Un drama que no contenga sangre o lágrimas no es nada.

El drama es un simple movimiento de las piezas, un cambio en la sustancia de las cosas…, más una lluvia de fluidos que hagan manifiesto el tránsito: sangre o lágrimas; semen o sudor; humores. En todo drama hay sangre derramada, y donde hay sangre hay también un cierto grado de violencia, pero la violencia de este drama es blanda y secundaria, y fluye en la corriente de la páginas con la naturalidad de los hechos aceptados.

1

Tomeus estaba haciéndose una dentadura con miga de pan, ante el espejo del lavabo.

Trataba de simular el aspecto que tendría si se arreglase los dientes, acercándolos en lo posible al canon: un poco más blancos, un poco menos irregulares. Para ello cogió una miga, amasó una pequeña bolita, la humedeció con saliva y le dio una forma más o menos plana para colocarla en un lugar concreto, de modo que cubriese un ligero desnivel entre dos dientes. Oía los pasos de la señora Bonamassa, en el piso de arriba. La mujer estaba especialmente inquieta, seguramente por un principio de demencia que se agudizaba con los cambios de estación. Una presentadora pizpireta y algo sobreactuada había anunciado anticiclones, isobaras muy juntas, es decir, viento y mayor presión sobre ese trozo de planeta y sobre los seres atrapados en su zona de influencia. Cada cambio en el tiempo trae una pequeña tragedia a algún humano, un dolor en las articulaciones, una descompensación en los niveles de progesterona, una fractura en el humor. El humor de la señora Bonamassa parecía disgregarse esa mañana, con continuas idas y venidas; una actividad inusual en ella, dadas sus condiciones físicas, el lastre irrevocable de su deformidad. Tomeus casi podía sentirla a través del techo, caminando bovinamente bajo el peso de su joroba, un yugo invisible que la doblegaba de un modo despiadado.

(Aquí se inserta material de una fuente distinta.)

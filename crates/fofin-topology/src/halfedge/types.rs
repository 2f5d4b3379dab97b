use serde::{Deserialize, Serialize};
use slotmap::new_key_type;

pub type Point3 = glam::DVec3;

// --- SlotMap key types ---

new_key_type! {
    pub struct VertexId;
    pub struct HalfEdgeId;
    pub struct EdgeId;
    pub struct FaceId;
}

// --- Entity structs ---

#[derive(Debug, Clone, Serialize, Deserialize)]
pub struct Vertex {
    pub position: Point3,
    pub halfedge: Option<HalfEdgeId>,
}

/// A directed edge. `face` is the face on its left; `None` on the boundary,
/// in which case `next`/`prev` are unset as well.
#[derive(Debug, Clone, Copy, Serialize, Deserialize)]
pub struct HalfEdge {
    pub origin: VertexId,
    pub twin: Option<HalfEdgeId>,
    pub next: Option<HalfEdgeId>,
    pub prev: Option<HalfEdgeId>,
    pub face: Option<FaceId>,
    pub edge: Option<EdgeId>,
}

/// An undirected edge. `halfedge_a` carries the registered orientation.
#[derive(Debug, Clone, Copy, Serialize, Deserialize)]
pub struct Edge {
    pub halfedge_a: HalfEdgeId,
    pub halfedge_b: HalfEdgeId,
}

#[derive(Debug, Clone, Copy, Serialize, Deserialize)]
pub struct Face {
    pub halfedge: HalfEdgeId,
}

Un misántropo soporta mal cualquier manifestación humana que interfiera en su propia vida, y la exultación de unos vecinos excesivamente ruidosos le hace rabiar de continuo, llenándolo de amargura. En términos generales la señora Bonamassa solía ser, sin embargo, razonablemente discreta, y nunca se la oía más allá de lo estrictamente necesario para demostrar al mundo que seguía viva. Por eso resultaba extraño tanto movimiento, y Tomeus estaba a punto de iniciar otro de sus ciclos de suspiros de la desesperación, que tan a menudo lo acometían. Estaba acostumbrado a desarrollar sus actividades intelectuales en condiciones muy rudimentarias, si no prácticamente extremas, pero ese día había algo en su química cerebral que bloqueaba su capacidad para irradiar los rayos misericordiosos de su indulgencia sobre sus semejantes, atrapado en ese decepcionante déficit de euritmia que campaba por doquier, y en ese cúmulo de estímulos actuando por saturación. Poco más podía hacer. El ruido lo distraía de su labor artística con la miga, que sin embargo llevaba bastante avanzada. Ya podía advertirse la nueva arquitectura, modelada como un paciente escultor en torno a sus piezas imperfectas.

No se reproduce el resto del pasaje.